# Record set
================================
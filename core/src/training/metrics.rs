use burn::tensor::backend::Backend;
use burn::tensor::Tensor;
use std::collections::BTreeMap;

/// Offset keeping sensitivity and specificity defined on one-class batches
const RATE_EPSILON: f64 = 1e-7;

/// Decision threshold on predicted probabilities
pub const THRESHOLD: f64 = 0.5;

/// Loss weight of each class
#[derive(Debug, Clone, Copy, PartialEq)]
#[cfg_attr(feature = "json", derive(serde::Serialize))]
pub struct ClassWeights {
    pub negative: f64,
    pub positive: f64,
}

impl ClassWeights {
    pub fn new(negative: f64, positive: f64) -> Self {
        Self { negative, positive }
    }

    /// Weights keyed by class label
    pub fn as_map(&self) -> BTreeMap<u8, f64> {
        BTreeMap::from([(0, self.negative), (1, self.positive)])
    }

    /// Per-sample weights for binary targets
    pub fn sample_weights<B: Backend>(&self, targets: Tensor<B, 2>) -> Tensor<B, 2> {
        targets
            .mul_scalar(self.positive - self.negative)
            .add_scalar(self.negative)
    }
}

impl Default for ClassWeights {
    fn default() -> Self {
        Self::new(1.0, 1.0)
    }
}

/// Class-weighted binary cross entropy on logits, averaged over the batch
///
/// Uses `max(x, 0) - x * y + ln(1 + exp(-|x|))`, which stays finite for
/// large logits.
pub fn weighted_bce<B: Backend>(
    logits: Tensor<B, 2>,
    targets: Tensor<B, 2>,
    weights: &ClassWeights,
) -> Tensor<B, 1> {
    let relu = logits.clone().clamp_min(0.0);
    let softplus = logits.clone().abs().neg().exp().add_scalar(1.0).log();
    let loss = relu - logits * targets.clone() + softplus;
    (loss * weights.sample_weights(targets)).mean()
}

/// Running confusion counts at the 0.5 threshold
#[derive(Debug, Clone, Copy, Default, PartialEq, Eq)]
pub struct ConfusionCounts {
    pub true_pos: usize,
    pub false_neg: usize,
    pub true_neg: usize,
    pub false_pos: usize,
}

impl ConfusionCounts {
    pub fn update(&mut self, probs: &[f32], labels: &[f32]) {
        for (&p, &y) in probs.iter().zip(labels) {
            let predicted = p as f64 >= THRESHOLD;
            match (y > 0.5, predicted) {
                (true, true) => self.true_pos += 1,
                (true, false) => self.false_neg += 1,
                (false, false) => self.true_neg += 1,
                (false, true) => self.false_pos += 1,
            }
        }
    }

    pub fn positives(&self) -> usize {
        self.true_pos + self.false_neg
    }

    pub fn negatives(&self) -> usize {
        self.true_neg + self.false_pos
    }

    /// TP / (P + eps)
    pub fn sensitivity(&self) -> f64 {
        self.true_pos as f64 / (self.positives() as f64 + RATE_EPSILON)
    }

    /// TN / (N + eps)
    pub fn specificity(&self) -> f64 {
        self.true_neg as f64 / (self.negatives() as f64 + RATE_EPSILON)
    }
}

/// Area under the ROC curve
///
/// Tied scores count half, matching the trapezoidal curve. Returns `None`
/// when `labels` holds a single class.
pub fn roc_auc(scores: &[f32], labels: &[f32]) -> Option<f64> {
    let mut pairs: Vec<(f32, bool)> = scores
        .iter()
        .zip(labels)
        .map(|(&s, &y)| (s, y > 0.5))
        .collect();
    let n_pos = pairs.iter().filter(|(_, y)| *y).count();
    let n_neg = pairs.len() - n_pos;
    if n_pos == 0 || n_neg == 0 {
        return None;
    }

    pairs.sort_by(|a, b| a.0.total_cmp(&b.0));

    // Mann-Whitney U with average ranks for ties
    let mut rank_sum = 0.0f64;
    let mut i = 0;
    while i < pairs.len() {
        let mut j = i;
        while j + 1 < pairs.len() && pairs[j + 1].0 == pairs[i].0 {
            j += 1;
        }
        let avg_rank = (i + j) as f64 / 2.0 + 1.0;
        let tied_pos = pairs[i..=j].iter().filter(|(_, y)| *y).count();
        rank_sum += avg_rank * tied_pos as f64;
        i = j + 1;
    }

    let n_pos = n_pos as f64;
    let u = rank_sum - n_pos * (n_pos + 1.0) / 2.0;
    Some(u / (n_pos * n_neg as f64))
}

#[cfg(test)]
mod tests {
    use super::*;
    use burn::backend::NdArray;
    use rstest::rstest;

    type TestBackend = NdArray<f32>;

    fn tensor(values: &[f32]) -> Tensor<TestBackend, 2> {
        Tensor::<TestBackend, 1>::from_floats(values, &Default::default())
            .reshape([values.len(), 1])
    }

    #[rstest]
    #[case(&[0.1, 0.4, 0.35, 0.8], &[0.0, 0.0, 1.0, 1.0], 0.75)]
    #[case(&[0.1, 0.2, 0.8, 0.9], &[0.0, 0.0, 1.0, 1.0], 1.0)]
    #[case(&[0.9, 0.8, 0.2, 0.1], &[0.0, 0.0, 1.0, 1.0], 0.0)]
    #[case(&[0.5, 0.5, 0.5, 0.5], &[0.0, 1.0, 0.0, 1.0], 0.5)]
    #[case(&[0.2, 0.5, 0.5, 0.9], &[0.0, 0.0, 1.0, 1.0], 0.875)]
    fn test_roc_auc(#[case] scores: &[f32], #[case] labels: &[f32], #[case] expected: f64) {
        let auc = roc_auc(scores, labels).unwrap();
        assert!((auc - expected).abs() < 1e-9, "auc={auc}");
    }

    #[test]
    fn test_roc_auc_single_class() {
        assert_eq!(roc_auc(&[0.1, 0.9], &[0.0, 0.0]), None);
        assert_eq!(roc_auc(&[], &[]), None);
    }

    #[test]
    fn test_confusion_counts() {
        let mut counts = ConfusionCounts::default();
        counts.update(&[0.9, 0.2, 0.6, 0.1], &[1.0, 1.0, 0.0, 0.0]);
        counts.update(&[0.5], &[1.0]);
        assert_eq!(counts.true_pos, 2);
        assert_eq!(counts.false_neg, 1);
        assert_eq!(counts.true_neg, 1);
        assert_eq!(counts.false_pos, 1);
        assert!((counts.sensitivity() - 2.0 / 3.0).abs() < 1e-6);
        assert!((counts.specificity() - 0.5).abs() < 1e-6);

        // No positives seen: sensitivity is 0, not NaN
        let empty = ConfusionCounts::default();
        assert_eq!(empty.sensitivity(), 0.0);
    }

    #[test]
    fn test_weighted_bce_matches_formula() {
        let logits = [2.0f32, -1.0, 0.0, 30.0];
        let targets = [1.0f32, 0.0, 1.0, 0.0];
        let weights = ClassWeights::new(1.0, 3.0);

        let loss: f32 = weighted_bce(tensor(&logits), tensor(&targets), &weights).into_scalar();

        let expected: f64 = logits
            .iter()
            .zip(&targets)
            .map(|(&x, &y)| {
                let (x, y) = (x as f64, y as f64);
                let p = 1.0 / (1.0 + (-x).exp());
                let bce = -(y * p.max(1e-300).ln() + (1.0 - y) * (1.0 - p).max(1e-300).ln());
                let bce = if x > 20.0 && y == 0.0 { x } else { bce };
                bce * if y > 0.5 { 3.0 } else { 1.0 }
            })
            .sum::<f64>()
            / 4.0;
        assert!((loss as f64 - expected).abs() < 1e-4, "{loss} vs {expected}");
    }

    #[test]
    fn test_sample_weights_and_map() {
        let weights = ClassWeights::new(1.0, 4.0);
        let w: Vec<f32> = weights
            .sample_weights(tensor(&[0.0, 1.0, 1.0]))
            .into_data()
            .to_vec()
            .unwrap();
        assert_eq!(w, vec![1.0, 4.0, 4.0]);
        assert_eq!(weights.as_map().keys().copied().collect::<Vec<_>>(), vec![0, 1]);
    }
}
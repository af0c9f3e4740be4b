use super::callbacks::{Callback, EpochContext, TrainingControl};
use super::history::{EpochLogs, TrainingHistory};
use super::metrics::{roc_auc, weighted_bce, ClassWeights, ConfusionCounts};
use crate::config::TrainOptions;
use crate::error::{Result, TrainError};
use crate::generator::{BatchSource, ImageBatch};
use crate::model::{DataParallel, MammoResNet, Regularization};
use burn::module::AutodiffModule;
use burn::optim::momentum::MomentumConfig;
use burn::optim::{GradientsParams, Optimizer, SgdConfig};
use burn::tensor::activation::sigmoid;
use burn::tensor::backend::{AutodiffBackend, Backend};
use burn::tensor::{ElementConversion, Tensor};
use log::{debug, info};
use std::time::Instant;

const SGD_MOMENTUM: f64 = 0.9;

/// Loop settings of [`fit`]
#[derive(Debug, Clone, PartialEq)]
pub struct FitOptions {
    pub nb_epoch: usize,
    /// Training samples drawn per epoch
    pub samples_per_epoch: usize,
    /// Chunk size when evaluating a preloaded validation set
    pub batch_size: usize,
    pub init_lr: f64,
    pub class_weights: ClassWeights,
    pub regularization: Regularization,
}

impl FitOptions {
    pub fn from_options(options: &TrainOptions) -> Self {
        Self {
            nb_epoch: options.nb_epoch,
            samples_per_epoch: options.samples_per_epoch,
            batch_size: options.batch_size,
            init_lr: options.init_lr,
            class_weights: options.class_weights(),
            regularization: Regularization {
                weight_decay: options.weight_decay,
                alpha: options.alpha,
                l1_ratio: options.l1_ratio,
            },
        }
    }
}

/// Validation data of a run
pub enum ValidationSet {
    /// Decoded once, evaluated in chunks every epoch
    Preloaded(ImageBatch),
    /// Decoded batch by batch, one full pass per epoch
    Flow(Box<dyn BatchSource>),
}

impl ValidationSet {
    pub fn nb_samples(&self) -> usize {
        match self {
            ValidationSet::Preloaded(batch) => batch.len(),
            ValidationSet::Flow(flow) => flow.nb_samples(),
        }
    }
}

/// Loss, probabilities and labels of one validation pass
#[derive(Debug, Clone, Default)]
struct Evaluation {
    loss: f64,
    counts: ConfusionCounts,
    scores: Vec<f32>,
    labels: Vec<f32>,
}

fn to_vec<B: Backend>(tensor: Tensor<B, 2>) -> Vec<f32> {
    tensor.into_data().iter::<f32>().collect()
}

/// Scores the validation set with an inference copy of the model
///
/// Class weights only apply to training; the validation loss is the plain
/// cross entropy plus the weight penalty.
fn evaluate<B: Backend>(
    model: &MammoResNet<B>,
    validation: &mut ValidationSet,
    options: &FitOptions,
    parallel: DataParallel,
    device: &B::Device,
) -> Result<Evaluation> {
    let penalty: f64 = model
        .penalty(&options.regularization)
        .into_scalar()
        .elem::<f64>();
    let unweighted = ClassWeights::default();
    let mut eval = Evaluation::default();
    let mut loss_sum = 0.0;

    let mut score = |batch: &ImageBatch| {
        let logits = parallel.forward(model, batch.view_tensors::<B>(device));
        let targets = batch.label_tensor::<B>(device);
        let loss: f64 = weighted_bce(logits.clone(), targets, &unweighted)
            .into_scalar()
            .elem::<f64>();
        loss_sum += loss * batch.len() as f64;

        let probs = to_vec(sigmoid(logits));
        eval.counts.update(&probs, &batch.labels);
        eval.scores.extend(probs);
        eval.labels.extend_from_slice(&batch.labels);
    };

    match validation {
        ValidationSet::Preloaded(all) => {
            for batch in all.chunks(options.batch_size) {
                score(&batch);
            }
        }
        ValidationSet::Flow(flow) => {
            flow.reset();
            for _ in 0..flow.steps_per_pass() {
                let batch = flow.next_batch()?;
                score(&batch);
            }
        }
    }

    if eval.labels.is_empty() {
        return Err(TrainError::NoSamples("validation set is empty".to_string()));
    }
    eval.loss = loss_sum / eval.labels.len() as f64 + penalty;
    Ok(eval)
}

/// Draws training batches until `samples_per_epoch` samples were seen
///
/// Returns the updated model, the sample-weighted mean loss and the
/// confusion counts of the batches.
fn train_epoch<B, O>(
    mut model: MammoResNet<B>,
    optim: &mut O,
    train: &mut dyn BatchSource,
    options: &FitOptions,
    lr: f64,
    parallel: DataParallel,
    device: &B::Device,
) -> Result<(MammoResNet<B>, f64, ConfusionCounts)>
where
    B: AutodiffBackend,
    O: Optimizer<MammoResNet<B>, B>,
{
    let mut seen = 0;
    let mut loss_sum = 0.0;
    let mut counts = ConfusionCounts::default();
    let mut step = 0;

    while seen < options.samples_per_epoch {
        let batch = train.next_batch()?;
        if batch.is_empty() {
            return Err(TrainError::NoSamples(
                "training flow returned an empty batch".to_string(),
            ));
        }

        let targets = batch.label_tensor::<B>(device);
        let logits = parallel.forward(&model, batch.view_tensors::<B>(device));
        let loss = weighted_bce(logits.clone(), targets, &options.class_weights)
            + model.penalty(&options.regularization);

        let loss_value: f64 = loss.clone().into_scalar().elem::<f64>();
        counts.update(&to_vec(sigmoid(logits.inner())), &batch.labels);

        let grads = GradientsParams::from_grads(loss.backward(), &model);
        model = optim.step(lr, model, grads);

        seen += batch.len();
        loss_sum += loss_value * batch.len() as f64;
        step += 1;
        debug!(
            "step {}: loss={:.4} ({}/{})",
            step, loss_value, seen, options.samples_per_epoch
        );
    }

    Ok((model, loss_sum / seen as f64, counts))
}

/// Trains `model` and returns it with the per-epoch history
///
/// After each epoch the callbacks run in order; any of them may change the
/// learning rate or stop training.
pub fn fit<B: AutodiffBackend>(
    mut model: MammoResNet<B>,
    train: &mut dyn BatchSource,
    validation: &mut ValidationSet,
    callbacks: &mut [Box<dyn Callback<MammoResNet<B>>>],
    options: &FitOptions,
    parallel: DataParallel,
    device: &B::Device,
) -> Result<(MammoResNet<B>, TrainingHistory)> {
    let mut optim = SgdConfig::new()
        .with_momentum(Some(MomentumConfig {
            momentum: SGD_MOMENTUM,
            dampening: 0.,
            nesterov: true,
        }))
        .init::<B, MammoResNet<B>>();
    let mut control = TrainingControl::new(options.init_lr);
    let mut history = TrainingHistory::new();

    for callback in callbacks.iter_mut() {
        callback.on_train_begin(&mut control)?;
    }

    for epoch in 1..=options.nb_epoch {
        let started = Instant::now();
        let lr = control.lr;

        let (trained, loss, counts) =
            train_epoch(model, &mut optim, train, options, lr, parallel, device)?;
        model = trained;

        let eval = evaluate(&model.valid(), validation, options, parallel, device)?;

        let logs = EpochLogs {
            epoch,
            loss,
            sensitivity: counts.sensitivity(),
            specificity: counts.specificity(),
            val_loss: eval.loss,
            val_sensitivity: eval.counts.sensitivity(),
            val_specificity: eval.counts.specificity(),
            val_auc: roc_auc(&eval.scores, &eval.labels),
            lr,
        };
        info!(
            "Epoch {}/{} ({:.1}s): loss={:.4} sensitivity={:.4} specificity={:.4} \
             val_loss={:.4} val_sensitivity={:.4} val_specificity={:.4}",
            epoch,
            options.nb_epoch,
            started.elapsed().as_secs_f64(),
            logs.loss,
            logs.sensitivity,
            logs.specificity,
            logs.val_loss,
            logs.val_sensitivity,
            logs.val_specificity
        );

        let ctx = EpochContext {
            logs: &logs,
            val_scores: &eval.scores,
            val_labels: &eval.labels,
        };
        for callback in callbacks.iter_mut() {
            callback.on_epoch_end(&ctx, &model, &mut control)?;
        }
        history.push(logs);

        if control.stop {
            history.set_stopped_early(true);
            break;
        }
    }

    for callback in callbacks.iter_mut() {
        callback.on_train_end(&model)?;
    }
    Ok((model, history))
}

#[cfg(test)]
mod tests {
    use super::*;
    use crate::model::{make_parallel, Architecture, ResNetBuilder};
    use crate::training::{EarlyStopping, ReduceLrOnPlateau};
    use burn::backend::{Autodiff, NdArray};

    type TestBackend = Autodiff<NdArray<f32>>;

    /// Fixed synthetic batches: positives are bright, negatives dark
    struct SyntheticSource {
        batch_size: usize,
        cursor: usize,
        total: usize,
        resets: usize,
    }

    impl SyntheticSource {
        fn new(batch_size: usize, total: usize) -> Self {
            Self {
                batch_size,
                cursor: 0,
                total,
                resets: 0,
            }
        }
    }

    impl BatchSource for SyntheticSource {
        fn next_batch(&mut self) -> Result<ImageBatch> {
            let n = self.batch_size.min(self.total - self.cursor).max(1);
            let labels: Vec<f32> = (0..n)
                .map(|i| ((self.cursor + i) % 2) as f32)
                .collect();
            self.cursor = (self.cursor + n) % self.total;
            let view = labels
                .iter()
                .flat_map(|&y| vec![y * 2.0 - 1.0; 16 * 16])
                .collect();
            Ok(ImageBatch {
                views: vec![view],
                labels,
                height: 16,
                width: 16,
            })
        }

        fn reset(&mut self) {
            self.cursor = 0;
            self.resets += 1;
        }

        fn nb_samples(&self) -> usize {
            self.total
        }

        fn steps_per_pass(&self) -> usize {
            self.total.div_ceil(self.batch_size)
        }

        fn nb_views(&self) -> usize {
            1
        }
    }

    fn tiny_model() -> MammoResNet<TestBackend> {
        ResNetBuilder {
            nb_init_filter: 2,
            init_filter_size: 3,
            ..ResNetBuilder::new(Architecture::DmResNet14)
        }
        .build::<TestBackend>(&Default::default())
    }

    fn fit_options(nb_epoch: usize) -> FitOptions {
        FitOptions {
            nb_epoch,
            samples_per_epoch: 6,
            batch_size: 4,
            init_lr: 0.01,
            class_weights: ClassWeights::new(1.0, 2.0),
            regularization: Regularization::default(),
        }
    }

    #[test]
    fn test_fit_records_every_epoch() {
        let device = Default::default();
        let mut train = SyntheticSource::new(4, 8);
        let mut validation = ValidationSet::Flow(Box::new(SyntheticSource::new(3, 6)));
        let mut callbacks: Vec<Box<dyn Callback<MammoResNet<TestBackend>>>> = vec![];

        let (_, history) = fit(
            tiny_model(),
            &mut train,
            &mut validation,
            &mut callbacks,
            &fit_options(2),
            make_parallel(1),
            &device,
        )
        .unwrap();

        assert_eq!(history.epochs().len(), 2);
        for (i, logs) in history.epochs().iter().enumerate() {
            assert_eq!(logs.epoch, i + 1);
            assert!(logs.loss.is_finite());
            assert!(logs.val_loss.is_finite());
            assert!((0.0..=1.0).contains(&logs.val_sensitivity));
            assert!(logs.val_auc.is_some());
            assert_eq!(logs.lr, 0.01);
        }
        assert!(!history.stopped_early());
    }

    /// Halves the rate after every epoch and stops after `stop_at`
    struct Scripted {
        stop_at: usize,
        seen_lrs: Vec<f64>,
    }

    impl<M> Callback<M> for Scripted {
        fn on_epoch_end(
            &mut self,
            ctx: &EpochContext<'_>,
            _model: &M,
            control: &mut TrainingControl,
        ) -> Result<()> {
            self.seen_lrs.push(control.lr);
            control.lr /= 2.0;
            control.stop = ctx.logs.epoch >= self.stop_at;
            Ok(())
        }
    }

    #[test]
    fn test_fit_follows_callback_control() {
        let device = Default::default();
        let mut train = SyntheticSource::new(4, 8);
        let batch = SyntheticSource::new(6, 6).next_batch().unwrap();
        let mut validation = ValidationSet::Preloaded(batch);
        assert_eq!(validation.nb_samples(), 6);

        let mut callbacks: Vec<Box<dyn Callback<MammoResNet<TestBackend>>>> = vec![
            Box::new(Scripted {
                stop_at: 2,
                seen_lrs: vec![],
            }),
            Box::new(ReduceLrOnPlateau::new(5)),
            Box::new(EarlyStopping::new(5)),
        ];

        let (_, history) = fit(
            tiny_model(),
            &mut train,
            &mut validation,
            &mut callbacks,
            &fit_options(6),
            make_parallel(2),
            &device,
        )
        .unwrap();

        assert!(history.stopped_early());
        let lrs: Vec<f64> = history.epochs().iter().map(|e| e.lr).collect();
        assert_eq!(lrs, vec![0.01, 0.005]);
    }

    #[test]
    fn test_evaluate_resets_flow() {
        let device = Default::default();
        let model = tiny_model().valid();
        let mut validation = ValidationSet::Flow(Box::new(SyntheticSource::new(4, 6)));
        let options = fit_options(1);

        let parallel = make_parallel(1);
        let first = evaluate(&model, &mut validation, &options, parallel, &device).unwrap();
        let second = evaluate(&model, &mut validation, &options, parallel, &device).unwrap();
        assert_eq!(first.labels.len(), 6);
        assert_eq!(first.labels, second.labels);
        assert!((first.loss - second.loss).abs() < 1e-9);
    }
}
================================
# What you need to do
Using the records above, filter out every line that lacks the string "when" and copy the rest.

# Reply
/// when `labels` holds a single class.
    /// Chunk size when evaluating a preloaded validation set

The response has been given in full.